* TASK OBJECTIVE
Could you output all of the records below exactly as they appear?

Stored items

--------------------------------

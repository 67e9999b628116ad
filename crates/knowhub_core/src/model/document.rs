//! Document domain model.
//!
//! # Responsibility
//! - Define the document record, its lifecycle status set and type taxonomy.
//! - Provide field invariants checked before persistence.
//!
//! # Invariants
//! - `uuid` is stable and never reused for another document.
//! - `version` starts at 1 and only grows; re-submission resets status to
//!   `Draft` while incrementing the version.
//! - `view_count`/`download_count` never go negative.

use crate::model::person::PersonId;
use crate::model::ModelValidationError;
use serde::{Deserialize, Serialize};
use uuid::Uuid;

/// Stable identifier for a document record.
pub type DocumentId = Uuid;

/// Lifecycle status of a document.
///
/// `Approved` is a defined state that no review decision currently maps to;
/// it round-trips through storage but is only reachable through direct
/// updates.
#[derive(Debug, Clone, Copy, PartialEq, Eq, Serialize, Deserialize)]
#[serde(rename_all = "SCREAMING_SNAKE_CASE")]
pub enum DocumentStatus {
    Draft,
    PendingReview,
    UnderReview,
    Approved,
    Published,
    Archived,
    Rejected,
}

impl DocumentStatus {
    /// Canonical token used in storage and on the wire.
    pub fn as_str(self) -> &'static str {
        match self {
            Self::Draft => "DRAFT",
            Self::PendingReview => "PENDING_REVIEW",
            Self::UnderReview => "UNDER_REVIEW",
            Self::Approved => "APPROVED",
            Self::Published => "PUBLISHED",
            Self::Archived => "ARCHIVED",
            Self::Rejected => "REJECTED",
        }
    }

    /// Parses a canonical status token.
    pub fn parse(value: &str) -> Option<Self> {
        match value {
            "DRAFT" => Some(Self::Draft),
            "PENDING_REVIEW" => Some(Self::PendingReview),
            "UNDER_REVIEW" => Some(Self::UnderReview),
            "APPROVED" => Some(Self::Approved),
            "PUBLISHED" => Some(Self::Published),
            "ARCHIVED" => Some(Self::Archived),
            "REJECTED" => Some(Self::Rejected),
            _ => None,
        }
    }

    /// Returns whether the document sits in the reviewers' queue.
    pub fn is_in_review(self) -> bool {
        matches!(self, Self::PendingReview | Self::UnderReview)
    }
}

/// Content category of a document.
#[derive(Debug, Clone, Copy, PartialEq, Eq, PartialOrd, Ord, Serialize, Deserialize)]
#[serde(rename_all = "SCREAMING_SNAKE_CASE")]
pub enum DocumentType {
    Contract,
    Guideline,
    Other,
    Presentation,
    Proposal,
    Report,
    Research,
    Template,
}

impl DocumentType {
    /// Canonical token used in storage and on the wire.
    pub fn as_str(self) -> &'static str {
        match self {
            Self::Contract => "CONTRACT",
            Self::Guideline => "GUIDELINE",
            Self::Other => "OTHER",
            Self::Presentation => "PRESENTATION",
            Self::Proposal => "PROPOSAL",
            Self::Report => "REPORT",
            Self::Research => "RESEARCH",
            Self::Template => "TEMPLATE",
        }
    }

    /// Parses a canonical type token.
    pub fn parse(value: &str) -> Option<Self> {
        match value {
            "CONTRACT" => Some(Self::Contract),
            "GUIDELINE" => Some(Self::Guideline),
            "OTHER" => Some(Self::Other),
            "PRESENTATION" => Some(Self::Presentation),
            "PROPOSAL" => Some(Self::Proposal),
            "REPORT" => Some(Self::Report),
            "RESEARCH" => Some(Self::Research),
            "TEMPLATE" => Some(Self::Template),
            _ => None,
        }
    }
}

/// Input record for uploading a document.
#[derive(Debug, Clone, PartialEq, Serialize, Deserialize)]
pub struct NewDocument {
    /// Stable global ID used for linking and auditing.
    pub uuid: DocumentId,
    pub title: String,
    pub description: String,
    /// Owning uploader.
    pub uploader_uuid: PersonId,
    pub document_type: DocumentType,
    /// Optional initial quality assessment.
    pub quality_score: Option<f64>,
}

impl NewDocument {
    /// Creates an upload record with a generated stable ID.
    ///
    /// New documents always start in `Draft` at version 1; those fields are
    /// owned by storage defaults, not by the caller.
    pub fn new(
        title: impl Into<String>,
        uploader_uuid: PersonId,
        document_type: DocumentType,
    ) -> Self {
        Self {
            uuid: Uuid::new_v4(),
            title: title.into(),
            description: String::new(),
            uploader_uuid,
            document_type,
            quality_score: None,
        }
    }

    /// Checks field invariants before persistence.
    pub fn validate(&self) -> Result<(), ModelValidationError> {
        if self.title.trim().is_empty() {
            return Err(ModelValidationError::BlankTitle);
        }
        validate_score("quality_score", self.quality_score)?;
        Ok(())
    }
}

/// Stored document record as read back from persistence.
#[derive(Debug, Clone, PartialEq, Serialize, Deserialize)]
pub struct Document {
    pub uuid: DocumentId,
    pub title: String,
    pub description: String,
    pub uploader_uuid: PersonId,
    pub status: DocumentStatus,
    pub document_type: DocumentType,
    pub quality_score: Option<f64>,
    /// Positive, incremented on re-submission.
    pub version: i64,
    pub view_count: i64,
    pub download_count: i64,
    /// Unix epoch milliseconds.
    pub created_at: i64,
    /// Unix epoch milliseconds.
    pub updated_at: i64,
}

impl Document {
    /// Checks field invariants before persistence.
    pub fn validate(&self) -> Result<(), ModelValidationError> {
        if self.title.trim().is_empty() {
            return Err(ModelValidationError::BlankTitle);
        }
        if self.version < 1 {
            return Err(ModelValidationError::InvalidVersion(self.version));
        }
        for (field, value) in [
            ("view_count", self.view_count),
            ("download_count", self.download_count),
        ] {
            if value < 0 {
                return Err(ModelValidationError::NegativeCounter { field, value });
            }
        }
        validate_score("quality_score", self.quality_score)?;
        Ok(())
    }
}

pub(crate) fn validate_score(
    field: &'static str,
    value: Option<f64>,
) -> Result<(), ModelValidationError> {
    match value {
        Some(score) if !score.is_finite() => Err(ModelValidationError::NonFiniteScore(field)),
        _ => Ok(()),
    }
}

--------------------------------

* ANSWER FOR THE TASK
repository 67e9999b628116ad
filename crates/knowhub_core/src/model/document.rs
//! Document domain model.
//!
//! # Responsibility
//! - Define the document record, its lifecycle status set and type taxonomy.
//! - Provide field invariants checked before persistence.
//!
//! # Invariants
//! - `uuid` is stable and never reused for another document.
//! - `version` starts at 1 and only grows; re-submission resets status to
//!   `Draft` while incrementing the version.
//! - `view_count`/`download_count` never go negative.

use crate::model::person::PersonId;
use crate::model::ModelValidationError;
use serde::{Deserialize, Serialize};
use uuid::Uuid;

/// Stable identifier for a document record.
pub type DocumentId = Uuid;

/// Lifecycle status of a document.
///
/// `Approved` is a defined state that no review decision currently maps to;
/// it round-trips through storage but is only reachable through direct
/// updates.
#[derive(Debug, Clone, Copy, PartialEq, Eq, Serialize, Deserialize)]
#[serde(rename_all = "SCREAMING_SNAKE_CASE")]
pub enum DocumentStatus {
    Draft,
    PendingReview,
    UnderReview,
    Approved,
    Published,
    Archived,
    Rejected,
}

impl DocumentStatus {
    /// Canonical token used in storage and on the wire.
    pub fn as_str(self) -> &'static str {
        match self {
            Self::Draft => "DRAFT",
            Self::PendingReview => "PENDING_REVIEW",
            Self::UnderReview => "UNDER_REVIEW",
            Self::Approved => "APPROVED",
            Self::Published => "PUBLISHED",
            Self::Archived => "ARCHIVED",
            Self::Rejected => "REJECTED",
        }
    }

    /// Parses a canonical status token.
    pub fn parse(value: &str) -> Option<Self> {
        match value {
            "DRAFT" => Some(Self::Draft),
            "PENDING_REVIEW" => Some(Self::PendingReview),
            "UNDER_REVIEW" => Some(Self::UnderReview),
            "APPROVED" => Some(Self::Approved),
            "PUBLISHED" => Some(Self::Published),
            "ARCHIVED" => Some(Self::Archived),
            "REJECTED" => Some(Self::Rejected),
            _ => None,
        }
    }

    /// Returns whether the document sits in the reviewers' queue.
    pub fn is_in_review(self) -> bool {
        matches!(self, Self::PendingReview | Self::UnderReview)
    }
}

/// Content category of a document.
#[derive(Debug, Clone, Copy, PartialEq, Eq, PartialOrd, Ord, Serialize, Deserialize)]
#[serde(rename_all = "SCREAMING_SNAKE_CASE")]
pub enum DocumentType {
    Contract,
    Guideline,
    Other,
    Presentation,
    Proposal,
    Report,
    Research,
    Template,
}

impl DocumentType {
    /// Canonical token used in storage and on the wire.
    pub fn as_str(self) -> &'static str {
        match self {
            Self::Contract => "CONTRACT",
            Self::Guideline => "GUIDELINE",
            Self::Other => "OTHER",
            Self::Presentation => "PRESENTATION",
            Self::Proposal => "PROPOSAL",
            Self::Report => "REPORT",
            Self::Research => "RESEARCH",
            Self::Template => "TEMPLATE",
        }
    }

    /// Parses a canonical type token.
    pub fn parse(value: &str) -> Option<Self> {
        match value {
            "CONTRACT" => Some(Self::Contract),
            "GUIDELINE" => Some(Self::Guideline),
            "OTHER" => Some(Self::Other),
            "PRESENTATION" => Some(Self::Presentation),
            "PROPOSAL" => Some(Self::Proposal),
            "REPORT" => Some(Self::Report),
            "RESEARCH" => Some(Self::Research),
            "TEMPLATE" => Some(Self::Template),
            _ => None,
        }
    }
}

/// Input record for uploading a document.
#[derive(Debug, Clone, PartialEq, Serialize, Deserialize)]
pub struct NewDocument {
    /// Stable global ID used for linking and auditing.
    pub uuid: DocumentId,
    pub title: String,
    pub description: String,
    /// Owning uploader.
    pub uploader_uuid: PersonId,
    pub document_type: DocumentType,
    /// Optional initial quality assessment.
    pub quality_score: Option<f64>,
}

impl NewDocument {
    /// Creates an upload record with a generated stable ID.
    ///
    /// New documents always start in `Draft` at version 1; those fields are
    /// owned by storage defaults, not by the caller.
    pub fn new(
        title: impl Into<String>,
        uploader_uuid: PersonId,
        document_type: DocumentType,
    ) -> Self {
        Self {
            uuid: Uuid::new_v4(),
            title: title.into(),
            description: String::new(),
            uploader_uuid,
            document_type,
            quality_score: None,
        }
    }

    /// Checks field invariants before persistence.
    pub fn validate(&self) -> Result<(), ModelValidationError> {
        if self.title.trim().is_empty() {
            return Err(ModelValidationError::BlankTitle);
        }
        validate_score("quality_score", self.quality_score)?;
        Ok(())
    }
}

/// Stored document record as read back from persistence.
#[derive(Debug, Clone, PartialEq, Serialize, Deserialize)]
pub struct Document {
    pub uuid: DocumentId,
    pub title: String,
    pub description: String,
    pub uploader_uuid: PersonId,
    pub status: DocumentStatus,
    pub document_type: DocumentType,
    pub quality_score: Option<f64>,
    /// Positive, incremented on re-submission.
    pub version: i64,
    pub view_count: i64,
    pub download_count: i64,
    /// Unix epoch milliseconds.
    pub created_at: i64,
    /// Unix epoch milliseconds.
    pub updated_at: i64,
}

impl Document {
    /// Checks field invariants before persistence.
    pub fn validate(&self) -> Result<(), ModelValidationError> {
        if self.title.trim().is_empty() {
            return Err(ModelValidationError::BlankTitle);
        }
        if self.version < 1 {
            return Err(ModelValidationError::InvalidVersion(self.version));
        }
        for (field, value) in [
            ("view_count", self.view_count),
            ("download_count", self.download_count),
        ] {
            if value < 0 {
                return Err(ModelValidationError::NegativeCounter { field, value });
            }
        }
        validate_score("quality_score", self.quality_score)?;
        Ok(())
    }
}

pub(crate) fn validate_score(
    field: &'static str,
    value: Option<f64>,
) -> Result<(), ModelValidationError> {
    match value {
        Some(score) if !score.is_finite() => Err(ModelValidationError::NonFiniteScore(field)),
        _ => Ok(()),
    }
}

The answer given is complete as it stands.